In a land of stories – of knowledge passed down through generations from teacher to student in oral form—the unwritten word has unique significance. Looking back a decade, I remember how much I loved two stories in particular that my father would narrate all the time.
The first was like the script of a fast-paced action movie: Dad left Lahore along with the rest of his family in bulletproof buses. They fiercely guarded their favorite toys, and had to keep throwing them out one by one, to make room for other children trying to cross the newly created and increasingly violent border between India and Pakistan. The year was 1947, and despite all its promises, the Partition –leading to the largest mass migration in history—had left a trail of refugees and massacres behind. The second story reached further back in time into the pre-colonial days of the Mughal dynasty, weaving an intricate web of intrigue within the royal family of old Delhi. As a 6 year old, I internalized the richness of a culture feeding off of its diversity; the unparalleled era of Muslim emperors ruling over a primarily non-Muslim population.
Did these stories leave any trace on the path my life was to eventually take? I majored in History, devouring theories on the medieval and colonial periods; followed by a degree in Conflict Resolution, where I focus on identity conflict, particularly Hindu-Muslim relations in India. It’s fairly clear to see – the power of a story well-told.

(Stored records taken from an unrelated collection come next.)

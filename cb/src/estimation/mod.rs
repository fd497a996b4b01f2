//! Estimation core
//!
//! - [`SubtaskDecomposer`] turns a description into categorised subtasks
//! - [`TimeEstimator`] turns subtasks into a three-point estimate

mod decomposer;
mod error;
mod estimator;

pub use decomposer::{SUBMIT_TOOL, SubtaskDecomposer, SubtaskDraft};
pub use error::EstimationError;
pub use estimator::{ConfidenceModel, Estimate, FixedConfidence, HistoricalConfidence, MODEL_VERSION, TimeEstimator};
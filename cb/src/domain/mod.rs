//! Domain types for Calibrate
//!
//! Core records: Task, Subtask, Prediction, Actual, User.
//! All implement the Record trait for TaskStore persistence.

mod actual;
mod error;
mod id;
mod prediction;
mod priority;
mod subtask;
mod task;
mod user;

pub use actual::{Actual, DelayReason};
pub use error::DomainError;
pub use id::{IdResolver, generate_id};
pub use prediction::{Prediction, PredictionBasis};
pub use priority::TaskPriority;
pub use subtask::Subtask;
pub use task::{Task, TaskCategory, TaskStatus};
pub use user::{CapacityPreferences, PreferencesPatch, User};

// Re-export taskstore types for convenience
pub use taskstore::{Filter, FilterOp, IndexValue, Page, Record, Store};
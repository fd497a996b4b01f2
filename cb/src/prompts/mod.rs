//! Prompt Template System
//!
//! Template loading chain:
//! 1. `{decomposer.prompt-dir}/{name}.hbs` (user override)
//! 2. Embedded fallback compiled from `cb/prompts/`
//!
//! Templates use Handlebars syntax for variable substitution.

pub mod embedded;
mod loader;

pub use loader::{DecomposeContext, PromptLoader};
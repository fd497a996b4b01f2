//! Integration tests for Calibrate
//!
//! These tests drive the planner end to end against a real store, with the
//! model replaced by a scripted client.

use std::collections::VecDeque;
use std::sync::{Arc, Mutex};

use async_trait::async_trait;
use chrono::{Duration, Utc};
use serde_json::json;
use tempfile::TempDir;

use calibrate::calibration::{CalibrationTracker, OutcomeRecord, StoreCalibrationTracker};
use calibrate::capacity::Severity;
use calibrate::config::Config;
use calibrate::digest::DigestBuilder;
use calibrate::domain::{DelayReason, PreferencesPatch, PredictionBasis, TaskStatus};
use calibrate::estimation::SUBMIT_TOOL;
use calibrate::llm::{CompletionRequest, CompletionResponse, LlmClient, LlmError};
use calibrate::planner::{Completion, NewTask, PlannerError, TaskPlanner};
use calibrate::state::StateManager;

/// Replays canned results and counts calls
struct ScriptedLlm {
    results: Mutex<VecDeque<Result<CompletionResponse, LlmError>>>,
    calls: Mutex<usize>,
}

impl ScriptedLlm {
    fn new(results: Vec<Result<CompletionResponse, LlmError>>) -> Arc<Self> {
        Arc::new(Self {
            results: Mutex::new(results.into()),
            calls: Mutex::new(0),
        })
    }

    fn calls(&self) -> usize {
        *self.calls.lock().unwrap()
    }
}

#[async_trait]
impl LlmClient for ScriptedLlm {
    async fn complete(&self, _request: CompletionRequest) -> Result<CompletionResponse, LlmError> {
        *self.calls.lock().unwrap() += 1;
        self.results
            .lock()
            .unwrap()
            .pop_front()
            .unwrap_or_else(|| Err(LlmError::InvalidResponse("script exhausted".to_string())))
    }
}

fn subtasks_response(items: &[(&str, &str)]) -> CompletionResponse {
    let subtasks: Vec<_> = items
        .iter()
        .enumerate()
        .map(|(i, (description, category))| json!({ "id": i + 1, "description": description, "category": category }))
        .collect();
    CompletionResponse::tool_call(SUBMIT_TOOL, json!({ "subtasks": subtasks }))
}

fn test_config() -> Config {
    let mut config = Config::default();
    config.planner.max_retries = 1;
    config.planner.initial_backoff_ms = 1;
    config
}

async fn planner_with(llm: Option<Arc<ScriptedLlm>>, config: &Config) -> (TaskPlanner, TempDir) {
    let temp_dir = TempDir::new().expect("Failed to create temp dir");
    let state = StateManager::spawn(temp_dir.path()).expect("Failed to spawn StateManager");
    let llm = llm.map(|l| l as Arc<dyn LlmClient>);
    let planner = TaskPlanner::new(state, llm, config).expect("Failed to build planner");
    planner
        .get_or_create_user("alice", "alice@example.com")
        .await
        .expect("Failed to create user");
    (planner, temp_dir)
}

fn close(a: f64, b: f64) -> bool {
    (a - b).abs() < 1e-6
}

// =============================================================================
// Estimate, capacity and calibration
// =============================================================================

#[tokio::test]
async fn test_estimate_capacity_and_calibration_flow() {
    let llm = ScriptedLlm::new(vec![Ok(subtasks_response(&[
        ("Gather last quarter's numbers", "analytical"),
        ("Draft the summary", "creative"),
        ("Send to the team", "collaborative"),
    ]))]);
    let (planner, _temp) = planner_with(Some(llm.clone()), &test_config()).await;

    let detail = planner
        .create_task("alice", NewTask::new("Write quarterly report"))
        .await
        .unwrap();
    assert_eq!(llm.calls(), 1);
    assert_eq!(detail.subtasks.len(), 3);
    assert!(detail.subtasks.iter().all(|s| s.is_implicit));
    assert!(close(detail.task.optimistic_time.unwrap(), 90.0));
    assert!(close(detail.task.realistic_time.unwrap(), 135.0));
    assert!(close(detail.task.pessimistic_time.unwrap(), 189.0));
    assert_eq!(detail.task.estimated_time, detail.task.realistic_time);

    let prediction = detail.prediction.clone().expect("model estimate records a prediction");
    assert!(close(prediction.predicted_time, 135.0));
    assert_eq!(prediction.prediction_basis, PredictionBasis::Baseline);

    // 135 of 480 minutes
    let report = planner.capacity_report("alice").await.unwrap();
    assert_eq!(report.planned_minutes, 135);
    assert_eq!(report.utilization_percent, 28);
    assert_eq!(report.severity, Severity::None);

    // A manual 4h task pushes the day to 375 of 480 minutes
    let mut manual = NewTask::new("Review contracts");
    manual.estimated_minutes = Some(240.0);
    let manual = planner.create_task("alice", manual).await.unwrap();
    assert!(manual.prediction.is_none());
    assert_eq!(llm.calls(), 1);

    let report = planner.capacity_report("alice").await.unwrap();
    assert_eq!(report.planned_minutes, 375);
    assert_eq!(report.utilization_percent, 78);
    assert_eq!(report.severity, Severity::None);

    planner
        .update_preferences(
            "alice",
            PreferencesPatch {
                work_hours_per_day: Some(6.0),
                ..Default::default()
            },
        )
        .await
        .unwrap();
    let report = planner.capacity_report("alice").await.unwrap();
    assert_eq!(report.utilization_percent, 104);
    assert_eq!(report.severity, Severity::Warning);
    assert!(report.alert_message.unwrap().contains("only 6 hours available"));

    // Completing both tasks records one outcome each
    let (task, actual) = planner
        .complete_task(
            "alice",
            &detail.task.id,
            Completion {
                actual_minutes: 150.0,
                delay_reason: Some(DelayReason::Interruptions),
                notes: Some("phone kept ringing".to_string()),
            },
        )
        .await
        .unwrap();
    assert_eq!(task.status, TaskStatus::Completed);
    assert_eq!(actual.predicted_time, Some(prediction.predicted_time));
    assert_eq!(actual.delay_reason, Some(DelayReason::Interruptions));

    planner
        .complete_task(
            "alice",
            &manual.task.id,
            Completion {
                actual_minutes: 200.0,
                ..Default::default()
            },
        )
        .await
        .unwrap();

    let stats = planner.accuracy("alice").await.unwrap();
    assert_eq!(stats.samples, 1);
    assert_eq!(stats.unpredicted, 1);
    assert!(close(stats.mape.unwrap(), 0.1));
    assert!(close(stats.mean_bias_minutes.unwrap(), 15.0));

    let report = planner.capacity_report("alice").await.unwrap();
    assert_eq!(report.planned_minutes, 0);
    assert!(report.energy_budget.is_empty());
}

#[tokio::test]
async fn test_completing_twice_is_rejected() {
    let (planner, _temp) = planner_with(None, &test_config()).await;
    let mut new = NewTask::new("Water plants");
    new.estimated_minutes = Some(10.0);
    let detail = planner.create_task("alice", new).await.unwrap();

    let completion = Completion {
        actual_minutes: 12.0,
        ..Default::default()
    };
    planner
        .complete_task("alice", &detail.task.id, completion.clone())
        .await
        .unwrap();
    let err = planner
        .complete_task("alice", &detail.task.id, completion)
        .await
        .unwrap_err();
    assert!(matches!(err, PlannerError::InvalidInput(_)));

    let actuals = planner.state().list_actuals("alice").await.unwrap();
    assert_eq!(actuals.len(), 1);
}

// =============================================================================
// Decomposition failures
// =============================================================================

#[tokio::test]
async fn test_retry_then_success() {
    let llm = ScriptedLlm::new(vec![
        Err(LlmError::RateLimited {
            retry_after: std::time::Duration::from_millis(1),
        }),
        Ok(subtasks_response(&[("Book venue", "administrative"), ("Invite guests", "collaborative")])),
    ]);
    let (planner, _temp) = planner_with(Some(llm.clone()), &test_config()).await;

    let detail = planner.create_task("alice", NewTask::new("Plan offsite")).await.unwrap();
    assert_eq!(llm.calls(), 2);
    assert_eq!(detail.subtasks.len(), 2);
}

#[tokio::test]
async fn test_unusable_output_falls_back_to_single_step() {
    let llm = ScriptedLlm::new(vec![Ok(CompletionResponse::text("I'd be happy to help with that!"))]);
    let (planner, _temp) = planner_with(Some(llm.clone()), &test_config()).await;

    let detail = planner
        .create_task("alice", NewTask::new("Clean the garage"))
        .await
        .unwrap();
    assert_eq!(detail.subtasks.len(), 1);
    assert_eq!(detail.subtasks[0].description, "Clean the garage");
    assert!(detail.subtasks[0].is_implicit);
    assert!(close(detail.task.realistic_time.unwrap(), 45.0));
}

#[tokio::test]
async fn test_failure_without_fallback_creates_nothing() {
    let mut config = test_config();
    config.planner.fallback_on_failure = false;
    config.planner.max_retries = 0;
    let llm = ScriptedLlm::new(vec![Ok(CompletionResponse::text("not json"))]);
    let (planner, _temp) = planner_with(Some(llm), &config).await;

    let result = planner.create_task("alice", NewTask::new("Fix the fence")).await;
    assert!(matches!(result, Err(PlannerError::Estimation(_))));

    let list = planner.list_tasks("alice", None, 1, None).await.unwrap();
    assert_eq!(list.total, 0);
}

#[tokio::test]
async fn test_reestimate_appends_prediction() {
    let llm = ScriptedLlm::new(vec![
        Ok(subtasks_response(&[("Write", "creative"), ("Edit", "creative"), ("Publish", "administrative")])),
        Ok(subtasks_response(&[("Write", "creative")])),
    ]);
    let (planner, _temp) = planner_with(Some(llm.clone()), &test_config()).await;

    let detail = planner.create_task("alice", NewTask::new("Blog post")).await.unwrap();
    let again = planner.reestimate("alice", &detail.task.id).await.unwrap();
    // Estimated from the three stored subtasks; the model is not asked again
    assert!(close(again.task.realistic_time.unwrap(), 135.0));
    assert_eq!(llm.calls(), 1);

    let ids: Vec<&str> = again.subtasks.iter().map(|s| s.id.as_str()).collect();
    let original: Vec<&str> = detail.subtasks.iter().map(|s| s.id.as_str()).collect();
    assert_eq!(ids, original);
    let sum: f64 = again.subtasks.iter().filter_map(|s| s.estimated_time).sum();
    assert!(close(sum, 135.0));

    let predictions = planner.state().list_predictions(&detail.task.id).await.unwrap();
    assert_eq!(predictions.len(), 2);
    let current = planner.state().current_prediction(&detail.task.id).await.unwrap().unwrap();
    assert!(close(current.predicted_time, 135.0));
}

// =============================================================================
// Calibration tracker and digest
// =============================================================================

#[tokio::test]
async fn test_tracker_records_standalone_outcomes() {
    let temp_dir = TempDir::new().expect("Failed to create temp dir");
    let state = StateManager::spawn(temp_dir.path()).unwrap();
    let tracker = StoreCalibrationTracker::new(state);

    for (predicted, actual) in [(Some(60.0), 90.0), (Some(100.0), 80.0), (None, 30.0)] {
        tracker
            .record(OutcomeRecord {
                task_id: calibrate::domain::generate_id("task", "standalone outcome"),
                user_id: "bob".to_string(),
                predicted,
                actual,
                delay_reason: None,
                notes: None,
                completed_at: Utc::now(),
            })
            .await
            .unwrap();
    }

    let stats = tracker.accuracy_for("bob").await.unwrap();
    assert_eq!(stats.samples, 2);
    assert_eq!(stats.unpredicted, 1);
    // (30/90 + 20/80) / 2
    assert!(close(stats.mape.unwrap(), (1.0 / 3.0 + 0.25) / 2.0));
    assert!(close(stats.mean_bias_minutes.unwrap(), 5.0));

    let other = tracker.accuracy_for("carol").await.unwrap();
    assert_eq!(other.samples, 0);
    assert!(other.mape.is_none());
}

#[tokio::test]
async fn test_digest_after_a_day_of_work() {
    let (planner, _temp) = planner_with(None, &test_config()).await;

    let mut done = NewTask::new("Ship release notes");
    done.estimated_minutes = Some(30.0);
    let done = planner.create_task("alice", done).await.unwrap();
    planner
        .complete_task(
            "alice",
            &done.task.id,
            Completion {
                actual_minutes: 40.0,
                ..Default::default()
            },
        )
        .await
        .unwrap();

    let mut late = NewTask::new("File expenses");
    late.estimated_minutes = Some(20.0);
    late.deadline = Some(Utc::now() - Duration::hours(1));
    planner.create_task("alice", late).await.unwrap();

    // Run the digest as if it were tomorrow
    let user = planner.get_or_create_user("alice", "alice@example.com").await.unwrap();
    let digest = DigestBuilder::new(planner.state().clone())
        .build(&user, Utc::now() + Duration::days(1))
        .await
        .unwrap();

    assert_eq!(digest.completed.len(), 1);
    assert_eq!(digest.completed[0].title, "Ship release notes");
    assert_eq!(digest.completed_minutes, 40.0);
    assert_eq!(digest.overdue.len(), 1);
    assert_eq!(digest.overdue[0].title, "File expenses");
}
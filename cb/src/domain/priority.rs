//! Task priority levels

use serde::{Deserialize, Serialize};

/// Priority level for a Task
#[derive(Debug, Clone, Copy, PartialEq, Eq, PartialOrd, Ord, Hash, Serialize, Deserialize, Default)]
#[serde(rename_all = "lowercase")]
pub enum TaskPriority {
    Low,
    #[default]
    Medium,
    High,
    Urgent,
}

impl std::fmt::Display for TaskPriority {
    fn fmt(&self, f: &mut std::fmt::Formatter<'_>) -> std::fmt::Result {
        match self {
            Self::Low => write!(f, "low"),
            Self::Medium => write!(f, "medium"),
            Self::High => write!(f, "high"),
            Self::Urgent => write!(f, "urgent"),
        }
    }
}

impl std::str::FromStr for TaskPriority {
    type Err = String;

    fn from_str(s: &str) -> Result<Self, Self::Err> {
        match s.to_lowercase().as_str() {
            "low" => Ok(Self::Low),
            "medium" => Ok(Self::Medium),
            "high" => Ok(Self::High),
            "urgent" => Ok(Self::Urgent),
            _ => Err(format!("Unknown priority: {}", s)),
        }
    }
}

#[cfg(test)]
mod tests {
    use super::*;

    #[test]
    fn test_priority_ordering() {
        assert!(TaskPriority::Low < TaskPriority::Medium);
        assert!(TaskPriority::Medium < TaskPriority::High);
        assert!(TaskPriority::High < TaskPriority::Urgent);
    }

    #[test]
    fn test_priority_parse() {
        assert_eq!("low".parse::<TaskPriority>().unwrap(), TaskPriority::Low);
        assert_eq!("URGENT".parse::<TaskPriority>().unwrap(), TaskPriority::Urgent);
        assert!("critical".parse::<TaskPriority>().is_err());
    }

    #[test]
    fn test_priority_serde() {
        let json = serde_json::to_string(&TaskPriority::High).unwrap();
        assert_eq!(json, "\"high\"");

        let priority: TaskPriority = serde_json::from_str("\"medium\"").unwrap();
        assert_eq!(priority, TaskPriority::Medium);
    }
}
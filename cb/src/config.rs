//! Calibrate configuration types and loading

use eyre::{Context, Result};
use serde::{Deserialize, Serialize};
use std::fs;
use std::path::{Path, PathBuf};

use crate::domain::TaskStatus;
use crate::llm::LlmError;

/// Main Calibrate configuration
#[derive(Debug, Clone, Default, Serialize, Deserialize)]
#[serde(default)]
pub struct Config {
    /// LLM provider configuration
    pub llm: LlmConfig,

    /// Three-point estimate heuristics
    pub estimator: EstimatorConfig,

    /// Subtask decomposition limits
    pub decomposer: DecomposerConfig,

    /// Capacity alert thresholds and active set
    pub capacity: CapacityConfig,

    /// Retry and fallback policy for decomposition
    pub planner: PlannerConfig,

    /// Storage configuration
    pub storage: StorageConfig,

    /// Identity used by the CLI
    pub user: UserConfig,

    /// Log level (overridden by --log-level)
    #[serde(rename = "log-level")]
    pub log_level: Option<String>,
}

impl Config {
    /// Validate configuration before use
    ///
    /// Call this early in startup to fail fast with clear error messages.
    pub fn validate(&self) -> Result<()> {
        if self.capacity.warning_threshold > self.capacity.critical_threshold {
            return Err(eyre::eyre!(
                "capacity.warning-threshold ({}) must not exceed capacity.critical-threshold ({})",
                self.capacity.warning_threshold,
                self.capacity.critical_threshold
            ));
        }
        if self.capacity.active_statuses.is_empty() {
            return Err(eyre::eyre!("capacity.active-statuses must name at least one status"));
        }
        if self.capacity.active_statuses.contains(&TaskStatus::Completed) {
            return Err(eyre::eyre!("capacity.active-statuses must not include completed"));
        }
        if self.decomposer.max_subtasks == 0 {
            return Err(eyre::eyre!("decomposer.max-subtasks must be at least 1"));
        }
        if self.user.id.trim().is_empty() {
            return Err(eyre::eyre!("user.id must not be empty"));
        }
        Ok(())
    }

    /// Load configuration with fallback chain
    pub fn load(config_path: Option<&PathBuf>) -> Result<Self> {
        // If explicit config path provided, try to load it
        if let Some(path) = config_path {
            return Self::load_from_file(path).context(format!("Failed to load config from {}", path.display()));
        }

        // Try project-local config: .calibrate.yml
        let local_config = PathBuf::from(".calibrate.yml");
        if local_config.exists() {
            match Self::load_from_file(&local_config) {
                Ok(config) => return Ok(config),
                Err(e) => {
                    tracing::warn!("Failed to load config from {}: {}", local_config.display(), e);
                }
            }
        }

        // Try user config: ~/.config/calibrate/calibrate.yml
        if let Some(config_dir) = dirs::config_dir() {
            let user_config = config_dir.join("calibrate").join("calibrate.yml");
            if user_config.exists() {
                match Self::load_from_file(&user_config) {
                    Ok(config) => return Ok(config),
                    Err(e) => {
                        tracing::warn!("Failed to load config from {}: {}", user_config.display(), e);
                    }
                }
            }
        }

        tracing::info!("No config file found, using defaults");
        Ok(Self::default())
    }

    fn load_from_file<P: AsRef<Path>>(path: P) -> Result<Self> {
        let content = fs::read_to_string(&path).context("Failed to read config file")?;

        let config: Self = serde_yaml::from_str(&content).context("Failed to parse config file")?;

        tracing::info!("Loaded config from: {}", path.as_ref().display());
        Ok(config)
    }
}

/// LLM provider configuration
#[derive(Debug, Clone, Serialize, Deserialize)]
#[serde(default)]
pub struct LlmConfig {
    /// Provider name: "openai" (any OpenAI-compatible endpoint) or "anthropic"
    pub provider: String,

    /// Model identifier
    pub model: String,

    /// Environment variable containing the API key
    #[serde(rename = "api-key-env")]
    pub api_key_env: String,

    /// API base URL
    #[serde(rename = "base-url")]
    pub base_url: String,

    /// Maximum tokens per response
    #[serde(rename = "max-tokens")]
    pub max_tokens: u32,

    /// Request timeout in milliseconds
    #[serde(rename = "timeout-ms")]
    pub timeout_ms: u64,
}

impl Default for LlmConfig {
    fn default() -> Self {
        Self {
            provider: "openai".to_string(),
            model: "llama-3.1-8b-instant".to_string(),
            api_key_env: "GROQ_API_KEY".to_string(),
            base_url: "https://api.groq.com/openai".to_string(),
            max_tokens: 1024,
            timeout_ms: 30_000,
        }
    }
}

impl LlmConfig {
    /// Read the API key from the configured environment variable
    pub fn get_api_key(&self) -> Result<String, LlmError> {
        match std::env::var(&self.api_key_env) {
            Ok(key) if !key.trim().is_empty() => Ok(key),
            _ => Err(LlmError::MissingApiKey(self.api_key_env.clone())),
        }
    }
}

/// Which confidence model the estimator uses
#[derive(Debug, Clone, Copy, PartialEq, Eq, Serialize, Deserialize, Default)]
#[serde(rename_all = "lowercase")]
pub enum ConfidenceModelKind {
    /// Constant `default-confidence`
    #[default]
    Fixed,
    /// Derived from the user's calibration history
    Historical,
}

/// Three-point estimate heuristics
#[derive(Debug, Clone, Serialize, Deserialize)]
#[serde(default)]
pub struct EstimatorConfig {
    /// Minutes per subtask for the optimistic estimate
    #[serde(rename = "base-minutes")]
    pub base_minutes: f64,

    /// realistic = optimistic × buffer multiplier
    #[serde(rename = "buffer-multiplier")]
    pub buffer_multiplier: f64,

    /// pessimistic = realistic × overrun multiplier
    #[serde(rename = "overrun-multiplier")]
    pub overrun_multiplier: f64,

    #[serde(rename = "default-confidence")]
    pub default_confidence: f64,

    #[serde(rename = "confidence-model")]
    pub confidence_model: ConfidenceModelKind,

    /// Calibration pairs needed before historical confidence applies
    #[serde(rename = "min-calibration-samples")]
    pub min_calibration_samples: usize,
}

impl Default for EstimatorConfig {
    fn default() -> Self {
        Self {
            base_minutes: 30.0,
            buffer_multiplier: 1.5,
            overrun_multiplier: 1.4,
            default_confidence: 0.78,
            confidence_model: ConfidenceModelKind::Fixed,
            min_calibration_samples: 5,
        }
    }
}

/// Subtask decomposition limits
#[derive(Debug, Clone, Serialize, Deserialize)]
#[serde(default)]
pub struct DecomposerConfig {
    /// Upper bound on accepted subtasks
    #[serde(rename = "max-subtasks")]
    pub max_subtasks: usize,

    /// Bound on a single decomposition call
    #[serde(rename = "timeout-ms")]
    pub timeout_ms: u64,

    #[serde(rename = "max-tokens")]
    pub max_tokens: u32,

    /// Directory holding prompt overrides (e.g. decompose.hbs)
    #[serde(rename = "prompt-dir")]
    pub prompt_dir: Option<PathBuf>,
}

impl Default for DecomposerConfig {
    fn default() -> Self {
        Self {
            max_subtasks: 10,
            timeout_ms: 30_000,
            max_tokens: 1024,
            prompt_dir: None,
        }
    }
}

/// Capacity alert thresholds and active set
///
/// The caution threshold is a per-user preference; warning and critical are
/// application-wide.
#[derive(Debug, Clone, Serialize, Deserialize)]
#[serde(default)]
pub struct CapacityConfig {
    /// Utilisation above this is a warning
    #[serde(rename = "warning-threshold")]
    pub warning_threshold: u32,

    /// Utilisation above this is critical
    #[serde(rename = "critical-threshold")]
    pub critical_threshold: u32,

    /// Task statuses counted as load
    #[serde(rename = "active-statuses")]
    pub active_statuses: Vec<TaskStatus>,
}

impl Default for CapacityConfig {
    fn default() -> Self {
        Self {
            warning_threshold: 100,
            critical_threshold: 120,
            active_statuses: vec![TaskStatus::Planned],
        }
    }
}

/// Retry and fallback policy for decomposition
#[derive(Debug, Clone, Serialize, Deserialize)]
#[serde(default)]
pub struct PlannerConfig {
    /// Retries after the first attempt
    #[serde(rename = "max-retries")]
    pub max_retries: u32,

    /// Backoff before the first retry; doubles each time
    #[serde(rename = "initial-backoff-ms")]
    pub initial_backoff_ms: u64,

    /// Degrade to a single implicit subtask instead of failing
    #[serde(rename = "fallback-on-failure")]
    pub fallback_on_failure: bool,

    /// Page size for task listings
    #[serde(rename = "page-size")]
    pub page_size: usize,
}

impl Default for PlannerConfig {
    fn default() -> Self {
        Self {
            max_retries: 2,
            initial_backoff_ms: 500,
            fallback_on_failure: true,
            page_size: 20,
        }
    }
}

/// Storage configuration
#[derive(Debug, Clone, Serialize, Deserialize)]
#[serde(default)]
pub struct StorageConfig {
    /// Directory for TaskStore data
    pub path: PathBuf,
}

impl Default for StorageConfig {
    fn default() -> Self {
        // Use XDG data directory (~/.local/share/calibrate on Linux)
        let path = dirs::data_dir()
            .map(|d| d.join("calibrate"))
            .unwrap_or_else(|| PathBuf::from(".calibrate"));

        Self { path }
    }
}

/// Identity used by the CLI
#[derive(Debug, Clone, Serialize, Deserialize)]
#[serde(default)]
pub struct UserConfig {
    pub id: String,

    pub email: String,
}

impl Default for UserConfig {
    fn default() -> Self {
        Self {
            id: "local".to_string(),
            email: "local@localhost".to_string(),
        }
    }
}

#[cfg(test)]
mod tests {
    use super::*;

    #[test]
    fn test_default_config() {
        let config = Config::default();

        assert_eq!(config.llm.provider, "openai");
        assert_eq!(config.estimator.base_minutes, 30.0);
        assert_eq!(config.decomposer.max_subtasks, 10);
        assert_eq!(config.capacity.critical_threshold, 120);
        assert_eq!(config.capacity.active_statuses, vec![TaskStatus::Planned]);
        assert_eq!(config.planner.max_retries, 2);
        assert!(config.planner.fallback_on_failure);
        assert!(config.validate().is_ok());
    }

    #[test]
    fn test_llm_config_defaults() {
        let config = LlmConfig::default();

        assert_eq!(config.model, "llama-3.1-8b-instant");
        assert_eq!(config.api_key_env, "GROQ_API_KEY");
        assert_eq!(config.base_url, "https://api.groq.com/openai");
    }

    #[test]
    fn test_deserialize_config() {
        let yaml = r#"
llm:
  provider: anthropic
  model: claude-haiku
  api-key-env: MY_API_KEY
  base-url: https://api.example.com
  max-tokens: 2048
  timeout-ms: 60000

estimator:
  base-minutes: 25
  buffer-multiplier: 1.6
  confidence-model: historical

capacity:
  warning-threshold: 90
  critical-threshold: 110
  active-statuses: [planned, in_progress]

planner:
  max-retries: 0
  fallback-on-failure: false

storage:
  path: /tmp/calibrate-test

log-level: debug
"#;

        let config: Config = serde_yaml::from_str(yaml).unwrap();

        assert_eq!(config.llm.provider, "anthropic");
        assert_eq!(config.llm.api_key_env, "MY_API_KEY");
        assert_eq!(config.llm.max_tokens, 2048);
        assert_eq!(config.estimator.base_minutes, 25.0);
        assert_eq!(config.estimator.buffer_multiplier, 1.6);
        assert_eq!(config.estimator.overrun_multiplier, 1.4);
        assert_eq!(config.estimator.confidence_model, ConfidenceModelKind::Historical);
        assert_eq!(config.capacity.warning_threshold, 90);
        assert_eq!(
            config.capacity.active_statuses,
            vec![TaskStatus::Planned, TaskStatus::InProgress]
        );
        assert_eq!(config.planner.max_retries, 0);
        assert!(!config.planner.fallback_on_failure);
        assert_eq!(config.storage.path, PathBuf::from("/tmp/calibrate-test"));
        assert_eq!(config.log_level.as_deref(), Some("debug"));
    }

    #[test]
    fn test_partial_config_uses_defaults() {
        let yaml = r#"
llm:
  model: llama-3.3-70b-versatile
"#;

        let config: Config = serde_yaml::from_str(yaml).unwrap();

        assert_eq!(config.llm.model, "llama-3.3-70b-versatile");
        assert_eq!(config.llm.provider, "openai");
        assert_eq!(config.user.id, "local");
        assert_eq!(config.decomposer.timeout_ms, 30_000);
    }

    #[test]
    fn test_validate_rejects_inverted_thresholds() {
        let mut config = Config::default();
        config.capacity.warning_threshold = 130;
        assert!(config.validate().is_err());
    }

    #[test]
    fn test_validate_rejects_completed_in_active_set() {
        let mut config = Config::default();
        config.capacity.active_statuses.push(TaskStatus::Completed);
        assert!(config.validate().is_err());
    }

    #[test]
    fn test_load_explicit_path() {
        let dir = tempfile::tempdir().unwrap();
        let path = dir.path().join("calibrate.yml");
        fs::write(&path, "user:\n  id: alice\n  email: alice@example.com\n").unwrap();

        let config = Config::load(Some(&path)).unwrap();
        assert_eq!(config.user.id, "alice");
    }

    #[test]
    fn test_load_explicit_path_missing_fails() {
        let path = PathBuf::from("/nonexistent/calibrate.yml");
        assert!(Config::load(Some(&path)).is_err());
    }

    #[test]
    fn test_missing_api_key() {
        let config = LlmConfig {
            api_key_env: "CALIBRATE_TEST_KEY_THAT_IS_NOT_SET".to_string(),
            ..Default::default()
        };
        assert!(matches!(config.get_api_key(), Err(LlmError::MissingApiKey(_))));
    }
}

The women-led courts are based on stories.
I have been listening to the stories of the constant stream of women who walk through the doors of Vikalp’s office everyday. Sometimes the narrative consists of stories that justify oppression – stories embedded so deep as to be unquestioned: ‘Of course I can only eat after, and less than, the men in the house’, ‘My brother died from sickness as a child – it is understandable because God will take away what is more precious’, ‘I cannot leave my husband – who will look after me? A single women has no existence’, My in-laws beat me constantly, of course my husband cannot do anything but watch – it is not his fault – he cannot disobey his parents’.
Other times the stories are subversive – they justify a radical shift towards ‘justice’: ‘If he lays a hand on me again, I will beat him likeKali, the goddess of war’, ‘Why should I give my wages to my abusive,jobless husband?, ‘He is not a guest in the house-he can cook for himself’,’He has a financial responsibility towards his children-I will threaten to call up his employer in case he does not pay this month’s maintenance for the child’. The official legal system is conspicuous in its absence.
Some of these women weave their identity and belief systems into stories of acceptance – justifying oppressive structures through myriad myths of creation, destiny, reincarnation, the mysterious work of the gods, the opacity of the legal system, and other infinite narratives passed down by the powerful to mute the marginalized. And it is often through stories themselves – alternative stories reclaimed, re-ignited, or invented that these women fight back, inch by inch, laying their first claim to justice. This demand is just the beginning, but it is a critical beginning, one that begins to reverse generations of structural violence. Too often, socio-cultural norms are, or are posited as, contradictory to women’s rights and justice. Alternative stories attempt to bridge this chasm.
Perhaps in a land of stories – justice often begins with a tale well told.
Note: I attended my first Nari Adalat (women’s court) yesterday, and will attempt to answer many of the crucial questions asked about the alternative dispute resolution system in the previous blog entry as soon as I can make sense of it all!